History of Stourbridge Common

Summer of 1928, Cam at Stourbridge (Cambs Collection)

An extract from Age of Consent by Ian Rawlinson © Ian Rawlinson 2021 All rights reserved.

There is a sequence in my film which includes images of Stourbridge Common. This place has come to represent a kind of half-remembered state in which particular memories of childhood still exist and flourish. Throughout my time in Cambridge, the common was a crossing point and part of the journey to and from my grandmother’s house on River Lane, or visits to the skatepark, which used to be on Cheddars Lane. It was also where my brother and I would occasionally go fishing. At the time there weren’t any houseboats moored along this section of the river bank and the view across the Cam was quiet and unobstructed. Along the common’s eastern perimeter, the semi-enclosed footbridge that spans the railway line led to the unexplored mysteries of Ditton Meadows and Coldham’s Brook. This was the scene of childhood dreams and misadventures. The common also connected the village-like streets of Chesterton to the semi-dereliction of the industrial sites along Riverside and Newmarket Road. It was an emotional anchor and an axis.

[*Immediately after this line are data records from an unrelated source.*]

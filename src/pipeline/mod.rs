//! Run orchestration: feed URL in, persisted tables out.
//!
//! Most callers should use [`run`] (or [`PipelineRequest::run`]), which executes every stage in
//! order and writes all outputs:
//!
//! 1. resolve the reference timezone (before any network access)
//! 2. fetch the feed and flatten it into a table
//! 3. [`transform`]: normalize, local timestamp, geometry, clean
//! 4. persist: CSV, Parquet, compacted CSV, gzip-compressed compacted CSV
//!
//! If a [`PipelineObserver`] is configured in [`PipelineOptions`], it receives one
//! [`PipelineEvent`] per completed stage and written file, plus `on_failure`/`on_alert` when the
//! run fails.

pub mod observability;

pub use observability::{
    CompositeObserver, PipelineContext, PipelineEvent, PipelineObserver, PipelineSeverity, Stage,
    TracingObserver,
};

use std::error::Error as StdError;
use std::fmt;
use std::fs;
use std::path::{Path, PathBuf};
use std::sync::Arc;

use chrono_tz::Tz;

use crate::error::{PipelineError, PipelineResult};
use crate::feed::{self, FeedSource};
use crate::geocode::BoundaryResolver;
use crate::output;
use crate::transform::{self, CleanOptions, DuplicatePolicy};
use crate::types::Table;

/// Options controlling a pipeline run.
///
/// Use [`Default`] for the Nanaimo feeds.
#[derive(Clone)]
pub struct PipelineOptions {
    /// Place whose boundary rows must fall inside.
    pub place_name: String,
    /// Reference timezone for the `datetime` column (IANA name or civic alias).
    pub timezone: String,
    /// Directory all outputs are written to.
    pub output_dir: PathBuf,
    /// File name of the compacted CSV.
    pub compressed_file_name: String,
    pub duplicate_policy: DuplicatePolicy,
    /// Optional observer for logging/alerts.
    pub observer: Option<Arc<dyn PipelineObserver>>,
    /// Severity threshold at which `on_alert` is invoked.
    pub alert_at_or_above: PipelineSeverity,
}

impl fmt::Debug for PipelineOptions {
    fn fmt(&self, f: &mut fmt::Formatter<'_>) -> fmt::Result {
        f.debug_struct("PipelineOptions")
            .field("place_name", &self.place_name)
            .field("timezone", &self.timezone)
            .field("output_dir", &self.output_dir)
            .field("compressed_file_name", &self.compressed_file_name)
            .field("duplicate_policy", &self.duplicate_policy)
            .field("observer_set", &self.observer.is_some())
            .field("alert_at_or_above", &self.alert_at_or_above)
            .finish()
    }
}

impl Default for PipelineOptions {
    fn default() -> Self {
        Self {
            place_name: "Nanaimo, BC, Canada".to_string(),
            timezone: "America/Nanaimo".to_string(),
            output_dir: PathBuf::from("."),
            compressed_file_name: "compressed.csv".to_string(),
            duplicate_policy: DuplicatePolicy::KeepAll,
            observer: None,
            alert_at_or_above: PipelineSeverity::Critical,
        }
    }
}

/// Where a run writes its files.
#[derive(Debug, Clone, PartialEq, Eq)]
pub struct OutputPaths {
    /// `<dataset>.csv`
    pub csv: PathBuf,
    /// `<dataset>.parquet`
    pub parquet: PathBuf,
    /// The compacted CSV, named by [`PipelineOptions::compressed_file_name`].
    pub compressed_csv: PathBuf,
    /// `<dataset>_compressed.csv`, gzip-compressed.
    pub gzip_csv: PathBuf,
}

impl OutputPaths {
    pub fn new(dir: &Path, dataset: &str, compressed_file_name: &str) -> Self {
        Self {
            csv: dir.join(format!("{dataset}.csv")),
            parquet: dir.join(format!("{dataset}.parquet")),
            compressed_csv: dir.join(compressed_file_name),
            gzip_csv: dir.join(format!("{dataset}_compressed.csv")),
        }
    }
}

/// Outcome of a successful run.
#[derive(Debug, Clone, PartialEq)]
pub struct PipelineSummary {
    /// Dataset name taken from the feed URL.
    pub dataset: String,
    /// Rows in the persisted table.
    pub rows: usize,
    /// Columns in the persisted table.
    pub columns: usize,
    pub outputs: OutputPaths,
    /// Estimated footprint before compaction.
    pub bytes_before: usize,
    /// Estimated footprint after compaction.
    pub bytes_after: usize,
    /// On-disk size of the gzip-compressed CSV.
    pub gzip_bytes: u64,
}

/// One invocation bundled as an owned value.
#[derive(Clone)]
pub struct PipelineRequest {
    /// Feed URL.
    pub url: String,
    /// Primary-key column (case and surrounding whitespace are ignored).
    pub primary_key: String,
    /// Options controlling the run.
    pub options: PipelineOptions,
}

impl fmt::Debug for PipelineRequest {
    fn fmt(&self, f: &mut fmt::Formatter<'_>) -> fmt::Result {
        f.debug_struct("PipelineRequest")
            .field("url", &self.url)
            .field("primary_key", &self.primary_key)
            .field("options", &self.options)
            .finish()
    }
}

impl PipelineRequest {
    /// Execute the request by calling [`run`].
    pub fn run(
        &self,
        source: &dyn FeedSource,
        resolver: &dyn BoundaryResolver,
    ) -> PipelineResult<PipelineSummary> {
        run(&self.url, &self.primary_key, source, resolver, &self.options)
    }
}

/// Run the whole pipeline for one feed.
///
/// When an observer is configured, this function reports:
///
/// - `on_event` after each stage and each written file
/// - `on_failure` on failure, with a computed severity
/// - `on_alert` on failure when the computed severity is >= `options.alert_at_or_above`
///
/// # Examples
///
/// ```no_run
/// use std::time::Duration;
///
/// use feed_tabulator::feed::HttpFeedSource;
/// use feed_tabulator::geocode::NominatimResolver;
/// use feed_tabulator::pipeline::{run, PipelineOptions};
///
/// # fn main() -> Result<(), feed_tabulator::PipelineError> {
/// let source = HttpFeedSource::new(Duration::from_secs(30))?;
/// let resolver = NominatimResolver::new(Duration::from_secs(30))?;
/// let summary = run(
///     "https://api.nanaimo.ca/dataservice/v1/sql/BusinessLicences/",
///     "licence",
///     &source,
///     &resolver,
///     &PipelineOptions::default(),
/// )?;
/// println!("rows={} gzip={}B", summary.rows, summary.gzip_bytes);
/// # Ok(())
/// # }
/// ```
pub fn run(
    url: &str,
    primary_key: &str,
    source: &dyn FeedSource,
    resolver: &dyn BoundaryResolver,
    options: &PipelineOptions,
) -> PipelineResult<PipelineSummary> {
    let ctx = PipelineContext {
        feed_url: url.to_string(),
        primary_key: primary_key.to_string(),
    };
    let reporter = Reporter {
        ctx: &ctx,
        observer: options.observer.as_deref(),
    };

    let result = run_stages(url, primary_key, source, resolver, options, &reporter);

    if let (Some(obs), Err(e)) = (options.observer.as_ref(), &result) {
        let sev = severity_for_error(e);
        obs.on_failure(&ctx, sev, e);
        if sev >= options.alert_at_or_above {
            obs.on_alert(&ctx, sev, e);
        }
    }

    result
}

fn run_stages(
    url: &str,
    primary_key: &str,
    source: &dyn FeedSource,
    resolver: &dyn BoundaryResolver,
    options: &PipelineOptions,
    reporter: &Reporter<'_>,
) -> PipelineResult<PipelineSummary> {
    let tz = transform::resolve_timezone(&options.timezone)?;
    let dataset = feed::dataset_name_from_url(url)?;

    let bytes = source.fetch(url)?;
    reporter.emit(PipelineEvent::FeedFetched { bytes: bytes.len() });

    let table = feed::extract_table_from_bytes(&bytes)?;
    reporter.stage(Stage::Extract, &table);

    let table = transform_stages(table, primary_key, resolver, tz, options, reporter)?;

    let outputs = OutputPaths::new(&options.output_dir, &dataset, &options.compressed_file_name);
    persist(table, dataset, outputs, reporter)
}

/// Normalize, add the local timestamp and geometry columns, then clean.
///
/// This is the in-memory part of [`run`], without fetching, persisting or observer events.
pub fn transform(
    table: Table,
    primary_key: &str,
    resolver: &dyn BoundaryResolver,
    tz: Tz,
    options: &PipelineOptions,
) -> PipelineResult<Table> {
    let ctx = PipelineContext {
        feed_url: String::new(),
        primary_key: primary_key.to_string(),
    };
    let silent = Reporter {
        ctx: &ctx,
        observer: None,
    };
    transform_stages(table, primary_key, resolver, tz, options, &silent)
}

fn transform_stages(
    table: Table,
    primary_key: &str,
    resolver: &dyn BoundaryResolver,
    tz: Tz,
    options: &PipelineOptions,
    reporter: &Reporter<'_>,
) -> PipelineResult<Table> {
    let table = transform::normalize(table);
    reporter.stage(Stage::Normalize, &table);

    let table = transform::add_local_timestamp(table, tz);
    reporter.stage(Stage::LocalTimestamp, &table);

    let table = transform::add_geometry(table);
    reporter.stage(Stage::Geometry, &table);

    let clean_options = CleanOptions {
        place_name: &options.place_name,
        duplicate_policy: options.duplicate_policy,
    };
    let table = transform::clean(table, primary_key, resolver, &clean_options)?;
    reporter.stage(Stage::Clean, &table);

    Ok(table)
}

fn persist(
    table: Table,
    dataset: String,
    outputs: OutputPaths,
    reporter: &Reporter<'_>,
) -> PipelineResult<PipelineSummary> {
    output::write_csv(&table, &outputs.csv)?;
    reporter.written(&outputs.csv)?;

    output::write_parquet(&output::geometry_to_text(table.clone()), &outputs.parquet)?;
    reporter.written(&outputs.parquet)?;

    let compaction = transform::compact(table);
    reporter.emit(PipelineEvent::MemoryUsage {
        before_bytes: compaction.bytes_before,
        after_bytes: compaction.bytes_after,
    });

    output::write_csv(&compaction.table, &outputs.compressed_csv)?;
    reporter.written(&outputs.compressed_csv)?;

    output::write_csv_gzip(&compaction.table, &outputs.gzip_csv)?;
    let gzip_bytes = reporter.written(&outputs.gzip_csv)?;

    reporter.stage(Stage::Persist, &compaction.table);

    Ok(PipelineSummary {
        dataset,
        rows: compaction.table.row_count(),
        columns: compaction.table.column_count(),
        outputs,
        bytes_before: compaction.bytes_before,
        bytes_after: compaction.bytes_after,
        gzip_bytes,
    })
}

struct Reporter<'a> {
    ctx: &'a PipelineContext,
    observer: Option<&'a dyn PipelineObserver>,
}

impl Reporter<'_> {
    fn emit(&self, event: PipelineEvent) {
        if let Some(obs) = self.observer {
            obs.on_event(self.ctx, &event);
        }
    }

    fn stage(&self, stage: Stage, table: &Table) {
        self.emit(PipelineEvent::StageFinished {
            stage,
            rows: table.row_count(),
            columns: table.column_count(),
        });
    }

    /// Report a written file and return its size.
    fn written(&self, path: &Path) -> PipelineResult<u64> {
        let bytes = fs::metadata(path)?.len();
        self.emit(PipelineEvent::OutputWritten {
            path: path.to_path_buf(),
            bytes,
        });
        Ok(bytes)
    }
}

/// Severity a failed run is reported with.
///
/// Network, geocoding and filesystem failures are `Critical`; everything caused by the feed's
/// content or by configuration is `Error`.
pub fn severity_for_error(e: &PipelineError) -> PipelineSeverity {
    match e {
        PipelineError::Fetch { .. } | PipelineError::Geocode { .. } | PipelineError::Io(_) => {
            PipelineSeverity::Critical
        }
        PipelineError::Parquet(err) => {
            if error_chain_contains_io(err) {
                PipelineSeverity::Critical
            } else {
                PipelineSeverity::Error
            }
        }
        PipelineError::Csv(err) => match err.kind() {
            ::csv::ErrorKind::Io(_) => PipelineSeverity::Critical,
            _ => PipelineSeverity::Error,
        },
        PipelineError::Format { .. }
        | PipelineError::Config { .. }
        | PipelineError::MissingColumn { .. }
        | PipelineError::InvalidValue { .. } => PipelineSeverity::Error,
    }
}

fn error_chain_contains_io(e: &(dyn StdError + 'static)) -> bool {
    let mut cur: Option<&(dyn StdError + 'static)> = Some(e);
    while let Some(err) = cur {
        if err.is::<std::io::Error>() {
            return true;
        }
        cur = err.source();
    }
    false
}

On my way back from visiting my paternal grandmother, who lived on Rayson Way, I would often decide against cycling across the common, which would have been the quickest and most direct route home. As I stared into the evening darkness from the gate at the end of Oyster Row, fear would start to overwhelm me. If I made the crossing, I would have to stop at the base of the Green Dragon Bridge, open the metal gate and haul myself and my bicycle through onto the lower incline. There seemed no way to negotiate the narrow cattle grid beside the gate without potentially damaging the wheels on my bike. Otherwise, it may have been possible to ride straight through and onto the bridge, as it is these days. This brief loss of momentum allowed all manner of terrifying imaginings to seem like potential realities. I would be scared to look back as I thought I might see something appear from the unlit parts of the path. There was a solitary streetlight in the centre of the common which was the only respite from the darkness. Apart from that, there were trees, bushes, grass, shadows and occasionally a herd of cows. The fear was intense and palpable, and sometimes I made it across despite my racing heart and shallow breathing. Once onto the upper section of the bridge, I felt a degree of safety and was reassured that my ordeal was nearly over. Some nights I made it to the bottom of Garlic Row only to turn back and head down Newmarket Road to cross the river via the Elizabeth Way Bridge. Other nights I aborted before I even turned off of Newmarket Road, convinced that my flagging courage would not be enough to carry me across the common. This journey would always prove to be a challenge, in every sense of the word.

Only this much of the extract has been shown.